Na terra que viu nascer Santa Beatriz da Silva, fundadora da Ordem da Imaculada Conceição, é na devoção dos habitantes de Campo à Virgem, mas sobretudo ao padroeiro da vila, S. João Batista, que se encontram as raízes históricas das Festas do Povo, a partir do séc. XVI. Para além de todas as manifestações religiosas, as festas (conhecidas também como Festas dos Artistas ou das Flores) consistem na ornamentação das ruas do centro histórico. Para o enfeite são utilizadas flores de papel e outros objetos em cartão e papel, feitos manualmente pela população. O início desta tradição particular de decorar as ruas faz-nos recuar a 1897, ano em que as festas adquirem um condão marcadamente popular e que ganham a curiosa faceta de não se realizar com uma regularidade constante, isto é, as festas do Povo de Campo Maior acontecem quando o povo quiser, pois a sua realização depende do voluntariado, disponibilidade e força de vontade dos campomaiorenses. Por essa razão as mesmas já aconteceram passados dois, três ou quatro anos, esta última sequência mais presente nos últimos anos já que as últimas festas aconteceram em 2015 e as anteriores em 2011, ambas em Agosto, sendo que em 2020 não se realizaram devido ao atual estado do país e do mundo (Pandemia).

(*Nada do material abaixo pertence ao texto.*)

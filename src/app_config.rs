use crate::sensor::FixOptions;
use config::{Config, ConfigError};
use serde::Deserialize;
use std::collections::HashMap;
use std::path::{Path, PathBuf};
use std::time::Duration;

#[derive(Debug, Deserialize)]
pub struct AppConfig {
    core: Core,
    store: Store,
    firebase: Option<Firebase>,
    #[serde(default)]
    tracking: FixOptions,
    viewer: Viewer,
    agent: Option<Agent>,
}

impl AppConfig {
    pub fn load() -> Result<Self, ConfigError> {
        Config::builder()
            .add_source(config::File::with_name("config").required(true))
            .add_source(config::File::with_name("config_local").required(false))
            .add_source(config::Environment::with_prefix("BEACON").separator("__"))
            .build()?
            .try_deserialize()
    }

    pub fn core(&self) -> &Core {
        &self.core
    }

    pub fn store(&self) -> &Store {
        &self.store
    }

    pub fn firebase(&self) -> Option<&Firebase> {
        self.firebase.as_ref()
    }

    pub fn tracking(&self) -> &FixOptions {
        &self.tracking
    }

    pub fn viewer(&self) -> &Viewer {
        &self.viewer
    }

    pub fn agent(&self) -> Option<&Agent> {
        self.agent.as_ref()
    }
}

#[derive(Debug, Deserialize)]
pub struct Core {
    channel_buffer_size: usize,
}

impl Core {
    pub fn channel_buffer_size(&self) -> usize {
        self.channel_buffer_size
    }
}

#[derive(Clone, Copy, Debug, Deserialize, PartialEq)]
#[serde(rename_all = "lowercase")]
pub enum Backend {
    Memory,
    Firebase,
}

#[derive(Debug, Deserialize)]
pub struct Store {
    backend: Backend,
}

impl Store {
    pub fn backend(&self) -> Backend {
        self.backend
    }
}

#[derive(Clone, Debug, Deserialize)]
pub struct Firebase {
    url: String,
    auth_token: Option<String>,
    retry_ms: u64,
    retry_max_delay_ms: u64,
    stale_connection_timeout_ms: u64,
    connect_timeout_ms: u64,
}

impl Firebase {
    pub fn url(&self) -> &str {
        &self.url
    }

    pub fn auth_token(&self) -> Option<&str> {
        self.auth_token.as_deref().filter(|token| !token.is_empty())
    }

    pub fn retry_ms(&self) -> u64 {
        self.retry_ms
    }

    pub fn retry_max_delay(&self) -> Duration {
        Duration::from_millis(self.retry_max_delay_ms)
    }

    pub fn stale_connection_timeout(&self) -> Duration {
        Duration::from_millis(self.stale_connection_timeout_ms)
    }

    pub fn connect_timeout(&self) -> Duration {
        Duration::from_millis(self.connect_timeout_ms)
    }
}

#[derive(Debug, Deserialize)]
pub struct Viewer {
    enabled: bool,
    agent_id: Option<String>,
    #[serde(with = "humantime_serde")]
    stale_after: Duration,
    #[serde(default)]
    agent_names: HashMap<String, String>,
}

impl Viewer {
    pub fn enabled(&self) -> bool {
        self.enabled
    }

    pub fn agent_id(&self) -> Option<&str> {
        self.agent_id.as_deref()
    }

    pub fn stale_after(&self) -> Duration {
        self.stale_after
    }

    pub fn agent_names(&self) -> &HashMap<String, String> {
        &self.agent_names
    }
}

/// Simulated field agent replaying a recorded route.
#[derive(Debug, Deserialize)]
pub struct Agent {
    id: String,
    showing_id: Option<String>,
    fixes: PathBuf,
    #[serde(with = "humantime_serde")]
    interval: Duration,
    #[serde(default, with = "humantime_serde")]
    first_fix_delay: Duration,
    #[serde(default)]
    deny_permission: bool,
}

impl Agent {
    pub fn id(&self) -> &str {
        &self.id
    }

    pub fn showing_id(&self) -> Option<&str> {
        self.showing_id.as_deref()
    }

    pub fn fixes(&self) -> &Path {
        &self.fixes
    }

    pub fn interval(&self) -> Duration {
        self.interval
    }

    pub fn first_fix_delay(&self) -> Duration {
        self.first_fix_delay
    }

    pub fn deny_permission(&self) -> bool {
        self.deny_permission
    }
}

#[cfg(test)]
pub struct AppConfigBuilder {
    config: AppConfig,
}

#[cfg(test)]
impl AppConfigBuilder {
    pub fn new() -> Self {
        AppConfigBuilder {
            config: AppConfig {
                core: Core { channel_buffer_size: 1 },
                store: Store { backend: Backend::Memory },
                firebase: None,
                tracking: FixOptions::default(),
                viewer: Viewer {
                    enabled: true,
                    agent_id: None,
                    stale_after: Duration::from_secs(120),
                    agent_names: HashMap::new(),
                },
                agent: None,
            },
        }
    }

    pub fn firebase_url(mut self, url: String) -> Self {
        self.config.store.backend = Backend::Firebase;
        self.config.firebase = Some(Firebase {
            url,
            auth_token: None,
            retry_ms: 100,
            retry_max_delay_ms: 200,
            stale_connection_timeout_ms: 30_000,
            connect_timeout_ms: 1_000,
        });
        self
    }

    pub fn build(self) -> AppConfig {
        self.config
    }
}

#[cfg(test)]
mod tests {
    use super::*;
    use config::FileFormat;
    use pretty_assertions::assert_eq;

    const CONFIG: &str = r#"
        [core]
        channel_buffer_size = 16

        [store]
        backend = "firebase"

        [firebase]
        url = "https://beacon.firebaseio.com"
        auth_token = ""
        retry_ms = 500
        retry_max_delay_ms = 30000
        stale_connection_timeout_ms = 60000
        connect_timeout_ms = 5000

        [tracking]
        high_accuracy = true
        timeout = "5s"
        maximum_age = "0s"

        [viewer]
        enabled = true
        stale_after = "2m"

        [viewer.agent_names]
        agent-2 = "Dana Whitfield"

        [agent]
        id = "agent-1"
        showing_id = "showing-42"
        fixes = "fixes.json"
        interval = "2s"
        first_fix_delay = "1s"
    "#;

    fn parse(content: &str) -> Result<AppConfig, ConfigError> {
        Config::builder().add_source(config::File::from_str(content, FileFormat::Toml)).build()?.try_deserialize()
    }

    #[test]
    fn parses_a_complete_configuration() -> Result<(), ConfigError> {
        let config = parse(CONFIG)?;

        assert_eq!(config.core().channel_buffer_size(), 16);
        assert_eq!(config.store().backend(), Backend::Firebase);
        let firebase = config.firebase().unwrap();
        assert_eq!(firebase.url(), "https://beacon.firebaseio.com");
        assert_eq!(firebase.auth_token(), None);
        assert_eq!(firebase.stale_connection_timeout(), Duration::from_secs(60));
        assert_eq!(config.tracking(), &FixOptions::default());
        assert_eq!(config.viewer().stale_after(), Duration::from_secs(120));
        assert_eq!(config.viewer().agent_names().get("agent-2").map(String::as_str), Some("Dana Whitfield"));
        let agent = config.agent().unwrap();
        assert_eq!(agent.showing_id(), Some("showing-42"));
        assert_eq!(agent.interval(), Duration::from_secs(2));
        assert_eq!(agent.first_fix_delay(), Duration::from_secs(1));
        assert!(!agent.deny_permission());
        Ok(())
    }

    #[test]
    fn tracking_and_agent_sections_are_optional() -> Result<(), ConfigError> {
        let config = parse(
            r#"
            [core]
            channel_buffer_size = 1

            [store]
            backend = "memory"

            [viewer]
            enabled = false
            stale_after = "30s"
            "#,
        )?;

        assert_eq!(config.store().backend(), Backend::Memory);
        assert!(config.firebase().is_none());
        assert!(config.agent().is_none());
        assert!(config.viewer().agent_names().is_empty());
        assert_eq!(config.tracking(), &FixOptions::default());
        Ok(())
    }
}
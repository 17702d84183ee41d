use crate::domain::GeoLocation;
use serde::{Deserialize, Serialize};
use std::collections::HashMap;
use std::sync::Arc;
use std::time::Duration;

/// Live set of broadcasting agents, keyed by agent id.
pub type LiveMap = HashMap<String, ActiveLocationRecord>;

/// What a store publishes to its watchers. `None` until the store has synchronised with its backend.
pub type LiveSnapshot = Option<Arc<LiveMap>>;

/// Position of an agent that is currently in showing mode.
///
/// The agent id doubles as the key of the record, an agent never has more than one.
#[derive(Clone, Debug, PartialEq, Serialize, Deserialize)]
#[serde(rename_all = "camelCase")]
pub struct ActiveLocationRecord {
    pub agent_id: String,
    pub showing_id: String,
    pub latitude: f64,
    pub longitude: f64,
    /// Sample time in milliseconds since the epoch
    pub timestamp: i64,
}

impl ActiveLocationRecord {
    pub fn new(agent_id: impl Into<String>, showing_id: impl Into<String>, location: GeoLocation, timestamp: i64) -> Self {
        ActiveLocationRecord {
            agent_id: agent_id.into(),
            showing_id: showing_id.into(),
            latitude: location.latitude,
            longitude: location.longitude,
            timestamp,
        }
    }

    pub fn location(&self) -> GeoLocation {
        GeoLocation {
            latitude: self.latitude,
            longitude: self.longitude,
        }
    }

    /// Time elapsed since the sample was taken, zero for samples from the future.
    pub fn age(&self, now_ms: i64) -> Duration {
        Duration::from_millis(now_ms.saturating_sub(self.timestamp).max(0) as u64)
    }

    pub fn is_stale(&self, now_ms: i64, max_age: Duration) -> bool {
        self.age(now_ms) > max_age
    }
}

A preparação leva meses. Nomeia-se o encarregado de organizar os trabalhos, conhecido como o “Cabeça de rua”, desenha-se o esboço da obra rua a rua, com os moradores a escolherem o formato das flores (tulipas, rosas, etc.) e as cores predominantes. Noites e noites, homens, mulheres e crianças juntam-se logo após a hora do jantar para deitar mãos ao papel, porque há muito trabalho pela frente, para que nada falte até ao momento em que todos são chamados para a noite da enramação, momento alto em que se penduram as flores pelas ruas do “casco” histórico.
É assim há 20 anos, com o número de visitantes sempre a crescer, sobretudo a partir dos anos 90 quando as festas transitam de setembro para agosto, aproveitando o regresso dos emigrantes. Em 2011 mais de 1 milhão de visitantes passearam pelas 104 ruas enfeitadas da vila.

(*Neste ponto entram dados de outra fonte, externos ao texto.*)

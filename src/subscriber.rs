use crate::domain::{ActiveLocationRecord, LiveMap};
use crate::store::LocationStore;
use std::sync::Arc;
use tokio::task::JoinHandle;
use tracing::{Instrument, debug, info_span};

/// Push-based read side of the live set.
///
/// Subscriptions run as tasks on the current tokio runtime, every method must be called from within it.
#[derive(Debug, Clone)]
pub struct Subscriber {
    store: Arc<dyn LocationStore>,
}

impl Subscriber {
    pub fn new(store: Arc<dyn LocationStore>) -> Self {
        Subscriber { store }
    }

    /// Delivers the complete live set once on attach and again after every change.
    pub fn subscribe_all<F>(&self, mut callback: F) -> Subscription
    where
        F: FnMut(&LiveMap) + Send + 'static,
    {
        let mut rx = self.store.watch();
        let handle = tokio::spawn(
            async move {
                loop {
                    let snapshot = rx.borrow_and_update().clone();
                    if let Some(live) = snapshot {
                        callback(live.as_ref());
                    }

                    if rx.changed().await.is_err() {
                        debug!("Store closed, ending subscription");
                        break;
                    }
                }
            }
            .instrument(info_span!("subscribe_all")),
        );

        Subscription { handle }
    }

    /// Delivers the record of a single agent, or `None` while that agent is not live.
    ///
    /// Fires once on attach and then only when the agent's record changes.
    pub fn subscribe_one<F>(&self, agent_id: impl Into<String>, mut callback: F) -> Subscription
    where
        F: FnMut(Option<&ActiveLocationRecord>) + Send + 'static,
    {
        let agent_id = agent_id.into();
        let mut rx = self.store.watch();
        let span = info_span!("subscribe_one", agent_id = %agent_id);
        let handle = tokio::spawn(
            async move {
                let mut delivered: Option<Option<ActiveLocationRecord>> = None;
                loop {
                    let snapshot = rx.borrow_and_update().clone();
                    if let Some(live) = snapshot {
                        let current = live.get(&agent_id).cloned();
                        if delivered.as_ref() != Some(&current) {
                            callback(current.as_ref());
                            delivered = Some(current);
                        }
                    }

                    if rx.changed().await.is_err() {
                        debug!("Store closed, ending subscription");
                        break;
                    }
                }
            }
            .instrument(span),
        );

        Subscription { handle }
    }
}

/// Handle to a running subscription. Dropping it unsubscribes as well.
#[derive(Debug)]
pub struct Subscription {
    handle: JoinHandle<()>,
}

impl Subscription {
    /// Stops further deliveries and releases the store watch. Safe to call any number of times.
    pub fn unsubscribe(&self) {
        self.handle.abort();
    }

    #[cfg(test)]
    pub fn is_active(&self) -> bool {
        !self.handle.is_finished()
    }
}

impl Drop for Subscription {
    fn drop(&mut self) {
        self.handle.abort();
    }
}

#[cfg(test)]
mod tests {
    use super::*;
    use crate::broadcaster::{BroadcastError, Broadcaster};
    use crate::domain::GeoLocation;
    use crate::identity::StaticIdentity;
    use crate::store::InMemoryStore;
    use chrono::Utc;
    use pretty_assertions::assert_eq;
    use std::time::Duration;
    use test_log::test;
    use tokio::sync::mpsc;
    use tokio::time::timeout;

    const WAIT: Duration = Duration::from_secs(1);

    fn location(latitude: f64, longitude: f64) -> GeoLocation {
        GeoLocation::new(latitude, longitude).unwrap()
    }

    fn broadcaster(store: &Arc<InMemoryStore>, agent_id: &str) -> Broadcaster {
        Broadcaster::new(store.clone(), Arc::new(StaticIdentity::signed_in(agent_id)))
    }

    fn collect_all(subscriber: &Subscriber) -> (Subscription, mpsc::UnboundedReceiver<LiveMap>) {
        let (tx, rx) = mpsc::unbounded_channel();
        let subscription = subscriber.subscribe_all(move |live| {
            let _ = tx.send(live.clone());
        });
        (subscription, rx)
    }

    async fn next<T>(rx: &mut mpsc::UnboundedReceiver<T>) -> T {
        timeout(WAIT, rx.recv()).await.expect("timed out waiting for a delivery").expect("subscription ended")
    }

    /// Waits until a delivery satisfies `predicate`, the watch channel may coalesce intermediate values.
    async fn next_matching<T>(rx: &mut mpsc::UnboundedReceiver<T>, predicate: impl Fn(&T) -> bool) -> T {
        loop {
            let value = next(rx).await;
            if predicate(&value) {
                return value;
            }
        }
    }

    #[test(tokio::test)]
    async fn subscribe_all_delivers_an_empty_set_when_nobody_is_live() {
        let subscriber = Subscriber::new(Arc::new(InMemoryStore::new()));

        let (_subscription, mut rx) = collect_all(&subscriber);

        assert_eq!(next(&mut rx).await, LiveMap::new());
    }

    #[test(tokio::test)]
    async fn subscribe_all_delivers_every_live_agent_on_attach() -> Result<(), BroadcastError> {
        let store = Arc::new(InMemoryStore::new());
        broadcaster(&store, "a1").start_broadcast("showing-1", location(1.0, 1.0)).await?;
        broadcaster(&store, "a2").start_broadcast("showing-2", location(2.0, 2.0)).await?;
        let subscriber = Subscriber::new(store);

        let (_subscription, mut rx) = collect_all(&subscriber);

        let live = next(&mut rx).await;
        assert_eq!(live.len(), 2);
        assert_eq!(live["a1"].showing_id, "showing-1");
        assert_eq!(live["a2"].showing_id, "showing-2");
        Ok(())
    }

    #[test(tokio::test)]
    async fn subscribe_all_reflects_deletes() -> Result<(), BroadcastError> {
        let store = Arc::new(InMemoryStore::new());
        let a1 = broadcaster(&store, "a1");
        a1.start_broadcast("showing-1", location(1.0, 1.0)).await?;
        broadcaster(&store, "a2").start_broadcast("showing-2", location(2.0, 2.0)).await?;
        let subscriber = Subscriber::new(store);
        let (_subscription, mut rx) = collect_all(&subscriber);
        assert_eq!(next(&mut rx).await.len(), 2);

        a1.stop_broadcast().await?;

        let live = next_matching(&mut rx, |live| !live.contains_key("a1")).await;
        assert!(live.contains_key("a2"));
        Ok(())
    }

    #[test(tokio::test)]
    async fn subscriber_follows_a_whole_showing_session() -> Result<(), BroadcastError> {
        let store = Arc::new(InMemoryStore::new());
        let agent = broadcaster(&store, "agent-1");
        let subscriber = Subscriber::new(store);
        let (_subscription, mut rx) = collect_all(&subscriber);
        assert_eq!(next(&mut rx).await, LiveMap::new());

        let before = Utc::now().timestamp_millis();
        agent.start_broadcast("showing-42", location(37.77, -122.41)).await?;
        let after = Utc::now().timestamp_millis();

        let live = next_matching(&mut rx, |live| live.contains_key("agent-1")).await;
        let started = live["agent-1"].clone();
        assert_eq!(live.len(), 1);
        assert_eq!(started.agent_id, "agent-1");
        assert_eq!(started.showing_id, "showing-42");
        assert_eq!(started.location(), location(37.77, -122.41));
        assert!(started.timestamp >= before && started.timestamp <= after);

        agent.update_position("showing-42", location(37.78, -122.42)).await?;

        let live = next_matching(&mut rx, |live| live.get("agent-1").is_some_and(|r| r.latitude == 37.78)).await;
        let updated = &live["agent-1"];
        assert_eq!(updated.location(), location(37.78, -122.42));
        assert!(updated.timestamp >= started.timestamp);

        agent.stop_broadcast().await?;

        let live = next_matching(&mut rx, |live| !live.contains_key("agent-1")).await;
        assert!(live.is_empty());
        Ok(())
    }

    #[test(tokio::test)]
    async fn subscribe_one_delivers_none_then_the_record_then_none() -> Result<(), BroadcastError> {
        let store = Arc::new(InMemoryStore::new());
        let agent = broadcaster(&store, "agent-1");
        let subscriber = Subscriber::new(store);
        let (tx, mut rx) = mpsc::unbounded_channel();
        let _subscription = subscriber.subscribe_one("agent-1", move |record| {
            let _ = tx.send(record.cloned());
        });

        assert_eq!(next(&mut rx).await, None);

        let record = agent.start_broadcast("showing-42", location(37.77, -122.41)).await?;
        assert_eq!(next(&mut rx).await, Some(record));

        agent.stop_broadcast().await?;
        assert_eq!(next(&mut rx).await, None);
        Ok(())
    }

    #[test(tokio::test)]
    async fn subscribe_one_ignores_changes_of_other_agents() -> Result<(), BroadcastError> {
        let store = Arc::new(InMemoryStore::new());
        let other = broadcaster(&store, "agent-2");
        let subscriber = Subscriber::new(store);
        let (tx, mut rx) = mpsc::unbounded_channel();
        let _subscription = subscriber.subscribe_one("agent-1", move |record| {
            let _ = tx.send(record.cloned());
        });
        assert_eq!(next(&mut rx).await, None);

        other.start_broadcast("showing-2", location(2.0, 2.0)).await?;
        other.update_position("showing-2", location(2.5, 2.5)).await?;

        assert!(timeout(Duration::from_millis(100), rx.recv()).await.is_err());
        Ok(())
    }

    #[test(tokio::test)]
    async fn unsubscribe_stops_deliveries_and_is_idempotent() -> Result<(), BroadcastError> {
        let store = Arc::new(InMemoryStore::new());
        let agent = broadcaster(&store, "agent-1");
        let subscriber = Subscriber::new(store);
        let (subscription, mut rx) = collect_all(&subscriber);
        next(&mut rx).await;

        subscription.unsubscribe();
        subscription.unsubscribe();
        agent.start_broadcast("showing-1", location(1.0, 1.0)).await?;

        // The sender lives in the aborted task, so the channel closes once the task is gone
        assert_eq!(timeout(WAIT, rx.recv()).await.expect("channel was not closed"), None);
        assert!(!subscription.is_active());
        Ok(())
    }

    #[test(tokio::test)]
    async fn unsubscribe_before_the_first_delivery_releases_the_watch() {
        let store = Arc::new(InMemoryStore::new());
        let subscriber = Subscriber::new(store.clone());

        let (subscription, mut rx) = collect_all(&subscriber);
        subscription.unsubscribe();

        // At most the attach snapshot slips through before the abort lands
        while let Ok(Some(_)) = timeout(WAIT, rx.recv()).await {}
        assert!(!subscription.is_active());
    }

    #[test(tokio::test)]
    async fn dropping_a_subscription_unsubscribes() {
        let store = Arc::new(InMemoryStore::new());
        let subscriber = Subscriber::new(store);
        let (subscription, mut rx) = collect_all(&subscriber);
        next(&mut rx).await;

        drop(subscription);

        assert_eq!(timeout(WAIT, rx.recv()).await.expect("channel was not closed"), None);
    }
}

Pelo impacto das festas e a sua relação intrínseca com as raízes do povo, esta tradição foi inscrita em 2018 no Inventário Nacional do Património Cultural Imaterial, com a candidatura a Património da Humanidade a ser apresentada no ano seguinte junto da Comissão Nacional da UNESCO, alcançando um estatuto universal que urge defender e promover de forma a garantir a sua salvaguarda.